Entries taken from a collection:
■ ■ ■ ■ ■
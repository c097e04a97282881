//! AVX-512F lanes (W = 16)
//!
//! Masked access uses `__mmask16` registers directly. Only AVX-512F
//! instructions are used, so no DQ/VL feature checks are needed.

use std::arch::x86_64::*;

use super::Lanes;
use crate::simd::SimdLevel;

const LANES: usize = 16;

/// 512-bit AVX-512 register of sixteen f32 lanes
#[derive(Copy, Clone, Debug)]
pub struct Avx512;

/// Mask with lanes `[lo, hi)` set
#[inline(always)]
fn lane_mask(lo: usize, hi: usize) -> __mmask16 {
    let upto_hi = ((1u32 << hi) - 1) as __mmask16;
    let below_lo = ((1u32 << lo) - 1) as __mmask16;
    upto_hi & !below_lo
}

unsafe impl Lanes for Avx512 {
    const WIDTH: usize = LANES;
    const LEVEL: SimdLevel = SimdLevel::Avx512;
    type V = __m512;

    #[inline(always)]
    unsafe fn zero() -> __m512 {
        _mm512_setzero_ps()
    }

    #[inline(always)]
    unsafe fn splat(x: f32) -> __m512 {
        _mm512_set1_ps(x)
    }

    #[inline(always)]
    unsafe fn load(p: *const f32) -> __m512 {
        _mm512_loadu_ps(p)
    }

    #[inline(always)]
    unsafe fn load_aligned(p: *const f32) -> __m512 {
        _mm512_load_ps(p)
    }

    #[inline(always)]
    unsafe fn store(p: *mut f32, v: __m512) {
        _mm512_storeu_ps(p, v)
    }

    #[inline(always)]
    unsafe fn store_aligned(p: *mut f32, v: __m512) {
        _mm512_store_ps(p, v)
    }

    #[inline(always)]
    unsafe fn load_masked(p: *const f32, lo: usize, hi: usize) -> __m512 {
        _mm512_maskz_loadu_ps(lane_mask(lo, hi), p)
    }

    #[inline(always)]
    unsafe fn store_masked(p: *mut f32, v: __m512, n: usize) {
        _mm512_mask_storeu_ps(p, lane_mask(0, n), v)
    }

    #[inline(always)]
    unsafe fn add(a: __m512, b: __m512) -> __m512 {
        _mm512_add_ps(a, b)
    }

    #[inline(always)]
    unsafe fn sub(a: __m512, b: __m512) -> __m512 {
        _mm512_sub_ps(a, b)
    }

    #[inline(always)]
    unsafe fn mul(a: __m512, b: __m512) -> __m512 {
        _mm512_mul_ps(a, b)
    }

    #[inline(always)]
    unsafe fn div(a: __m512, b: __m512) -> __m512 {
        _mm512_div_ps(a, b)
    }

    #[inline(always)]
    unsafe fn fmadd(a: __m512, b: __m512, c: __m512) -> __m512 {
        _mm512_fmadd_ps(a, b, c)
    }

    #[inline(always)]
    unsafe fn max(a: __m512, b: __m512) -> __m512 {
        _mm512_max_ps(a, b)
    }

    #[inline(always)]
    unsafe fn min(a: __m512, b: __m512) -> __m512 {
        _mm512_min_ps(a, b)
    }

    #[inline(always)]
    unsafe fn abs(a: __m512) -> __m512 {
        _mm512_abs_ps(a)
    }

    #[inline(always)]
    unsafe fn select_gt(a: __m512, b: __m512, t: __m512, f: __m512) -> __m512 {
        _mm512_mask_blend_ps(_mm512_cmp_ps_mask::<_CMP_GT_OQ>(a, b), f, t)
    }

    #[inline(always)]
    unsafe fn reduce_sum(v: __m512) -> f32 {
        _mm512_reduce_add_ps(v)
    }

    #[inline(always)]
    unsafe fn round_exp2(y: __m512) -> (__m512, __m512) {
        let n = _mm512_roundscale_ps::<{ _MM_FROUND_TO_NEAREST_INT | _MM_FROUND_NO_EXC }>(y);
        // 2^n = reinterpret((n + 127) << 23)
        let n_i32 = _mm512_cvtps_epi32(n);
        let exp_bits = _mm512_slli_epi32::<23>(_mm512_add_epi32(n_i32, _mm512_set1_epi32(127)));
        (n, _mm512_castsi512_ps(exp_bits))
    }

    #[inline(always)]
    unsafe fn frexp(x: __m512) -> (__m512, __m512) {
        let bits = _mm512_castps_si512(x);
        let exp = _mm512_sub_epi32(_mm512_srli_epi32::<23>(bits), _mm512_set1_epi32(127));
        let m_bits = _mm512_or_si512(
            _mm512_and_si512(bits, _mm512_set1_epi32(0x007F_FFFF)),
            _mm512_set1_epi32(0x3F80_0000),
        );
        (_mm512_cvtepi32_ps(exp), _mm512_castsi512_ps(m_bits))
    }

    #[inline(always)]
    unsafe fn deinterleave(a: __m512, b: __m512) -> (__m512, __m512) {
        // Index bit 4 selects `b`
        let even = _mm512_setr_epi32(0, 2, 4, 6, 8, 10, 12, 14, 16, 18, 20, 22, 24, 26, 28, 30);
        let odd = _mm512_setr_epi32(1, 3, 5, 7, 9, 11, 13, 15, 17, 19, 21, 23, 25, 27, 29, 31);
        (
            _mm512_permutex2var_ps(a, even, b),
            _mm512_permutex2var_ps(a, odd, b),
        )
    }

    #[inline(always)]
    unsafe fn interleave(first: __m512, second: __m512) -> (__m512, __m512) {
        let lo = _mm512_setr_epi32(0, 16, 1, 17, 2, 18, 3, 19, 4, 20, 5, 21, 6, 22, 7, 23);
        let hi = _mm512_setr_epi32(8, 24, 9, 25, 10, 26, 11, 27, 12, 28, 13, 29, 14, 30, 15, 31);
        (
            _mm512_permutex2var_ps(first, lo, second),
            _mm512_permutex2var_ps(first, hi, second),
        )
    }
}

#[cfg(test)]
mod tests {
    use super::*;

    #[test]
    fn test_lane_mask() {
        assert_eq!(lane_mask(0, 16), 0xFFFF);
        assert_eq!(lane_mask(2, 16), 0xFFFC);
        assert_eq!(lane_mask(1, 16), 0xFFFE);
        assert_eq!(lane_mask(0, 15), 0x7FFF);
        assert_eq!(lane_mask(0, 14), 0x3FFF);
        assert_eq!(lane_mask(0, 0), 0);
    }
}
■ ■ ■ ■ ■
Word for word, repeat every line of the data.

repository c097e04a97282881
//! AVX-512F lanes (W = 16)
//!
//! Masked access uses `__mmask16` registers directly. Only AVX-512F
//! instructions are used, so no DQ/VL feature checks are needed.

use std::arch::x86_64::*;

use super::Lanes;
use crate::simd::SimdLevel;

const LANES: usize = 16;

/// 512-bit AVX-512 register of sixteen f32 lanes
#[derive(Copy, Clone, Debug)]
pub struct Avx512;

/// Mask with lanes `[lo, hi)` set
#[inline(always)]
fn lane_mask(lo: usize, hi: usize) -> __mmask16 {
    let upto_hi = ((1u32 << hi) - 1) as __mmask16;
    let below_lo = ((1u32 << lo) - 1) as __mmask16;
    upto_hi & !below_lo
}

unsafe impl Lanes for Avx512 {
    const WIDTH: usize = LANES;
    const LEVEL: SimdLevel = SimdLevel::Avx512;
    type V = __m512;

    #[inline(always)]
    unsafe fn zero() -> __m512 {
        _mm512_setzero_ps()
    }

    #[inline(always)]
    unsafe fn splat(x: f32) -> __m512 {
        _mm512_set1_ps(x)
    }

    #[inline(always)]
    unsafe fn load(p: *const f32) -> __m512 {
        _mm512_loadu_ps(p)
    }

    #[inline(always)]
    unsafe fn load_aligned(p: *const f32) -> __m512 {
        _mm512_load_ps(p)
    }

    #[inline(always)]
    unsafe fn store(p: *mut f32, v: __m512) {
        _mm512_storeu_ps(p, v)
    }

    #[inline(always)]
    unsafe fn store_aligned(p: *mut f32, v: __m512) {
        _mm512_store_ps(p, v)
    }

    #[inline(always)]
    unsafe fn load_masked(p: *const f32, lo: usize, hi: usize) -> __m512 {
        _mm512_maskz_loadu_ps(lane_mask(lo, hi), p)
    }

    #[inline(always)]
    unsafe fn store_masked(p: *mut f32, v: __m512, n: usize) {
        _mm512_mask_storeu_ps(p, lane_mask(0, n), v)
    }

    #[inline(always)]
    unsafe fn add(a: __m512, b: __m512) -> __m512 {
        _mm512_add_ps(a, b)
    }

    #[inline(always)]
    unsafe fn sub(a: __m512, b: __m512) -> __m512 {
        _mm512_sub_ps(a, b)
    }

    #[inline(always)]
    unsafe fn mul(a: __m512, b: __m512) -> __m512 {
        _mm512_mul_ps(a, b)
    }

    #[inline(always)]
    unsafe fn div(a: __m512, b: __m512) -> __m512 {
        _mm512_div_ps(a, b)
    }

    #[inline(always)]
    unsafe fn fmadd(a: __m512, b: __m512, c: __m512) -> __m512 {
        _mm512_fmadd_ps(a, b, c)
    }

    #[inline(always)]
    unsafe fn max(a: __m512, b: __m512) -> __m512 {
        _mm512_max_ps(a, b)
    }

    #[inline(always)]
    unsafe fn min(a: __m512, b: __m512) -> __m512 {
        _mm512_min_ps(a, b)
    }

    #[inline(always)]
    unsafe fn abs(a: __m512) -> __m512 {
        _mm512_abs_ps(a)
    }

    #[inline(always)]
    unsafe fn select_gt(a: __m512, b: __m512, t: __m512, f: __m512) -> __m512 {
        _mm512_mask_blend_ps(_mm512_cmp_ps_mask::<_CMP_GT_OQ>(a, b), f, t)
    }

    #[inline(always)]
    unsafe fn reduce_sum(v: __m512) -> f32 {
        _mm512_reduce_add_ps(v)
    }

    #[inline(always)]
    unsafe fn round_exp2(y: __m512) -> (__m512, __m512) {
        let n = _mm512_roundscale_ps::<{ _MM_FROUND_TO_NEAREST_INT | _MM_FROUND_NO_EXC }>(y);
        // 2^n = reinterpret((n + 127) << 23)
        let n_i32 = _mm512_cvtps_epi32(n);
        let exp_bits = _mm512_slli_epi32::<23>(_mm512_add_epi32(n_i32, _mm512_set1_epi32(127)));
        (n, _mm512_castsi512_ps(exp_bits))
    }

    #[inline(always)]
    unsafe fn frexp(x: __m512) -> (__m512, __m512) {
        let bits = _mm512_castps_si512(x);
        let exp = _mm512_sub_epi32(_mm512_srli_epi32::<23>(bits), _mm512_set1_epi32(127));
        let m_bits = _mm512_or_si512(
            _mm512_and_si512(bits, _mm512_set1_epi32(0x007F_FFFF)),
            _mm512_set1_epi32(0x3F80_0000),
        );
        (_mm512_cvtepi32_ps(exp), _mm512_castsi512_ps(m_bits))
    }

    #[inline(always)]
    unsafe fn deinterleave(a: __m512, b: __m512) -> (__m512, __m512) {
        // Index bit 4 selects `b`
        let even = _mm512_setr_epi32(0, 2, 4, 6, 8, 10, 12, 14, 16, 18, 20, 22, 24, 26, 28, 30);
        let odd = _mm512_setr_epi32(1, 3, 5, 7, 9, 11, 13, 15, 17, 19, 21, 23, 25, 27, 29, 31);
        (
            _mm512_permutex2var_ps(a, even, b),
            _mm512_permutex2var_ps(a, odd, b),
        )
    }

    #[inline(always)]
    unsafe fn interleave(first: __m512, second: __m512) -> (__m512, __m512) {
        let lo = _mm512_setr_epi32(0, 16, 1, 17, 2, 18, 3, 19, 4, 20, 5, 21, 6, 22, 7, 23);
        let hi = _mm512_setr_epi32(8, 24, 9, 25, 10, 26, 11, 27, 12, 28, 13, 29, 14, 30, 15, 31);
        (
            _mm512_permutex2var_ps(first, lo, second),
            _mm512_permutex2var_ps(first, hi, second),
        )
    }
}

#[cfg(test)]
mod tests {
    use super::*;

    #[test]
    fn test_lane_mask() {
        assert_eq!(lane_mask(0, 16), 0xFFFF);
        assert_eq!(lane_mask(2, 16), 0xFFFC);
        assert_eq!(lane_mask(1, 16), 0xFFFE);
        assert_eq!(lane_mask(0, 15), 0x7FFF);
        assert_eq!(lane_mask(0, 14), 0x3FFF);
        assert_eq!(lane_mask(0, 0), 0);
    }
}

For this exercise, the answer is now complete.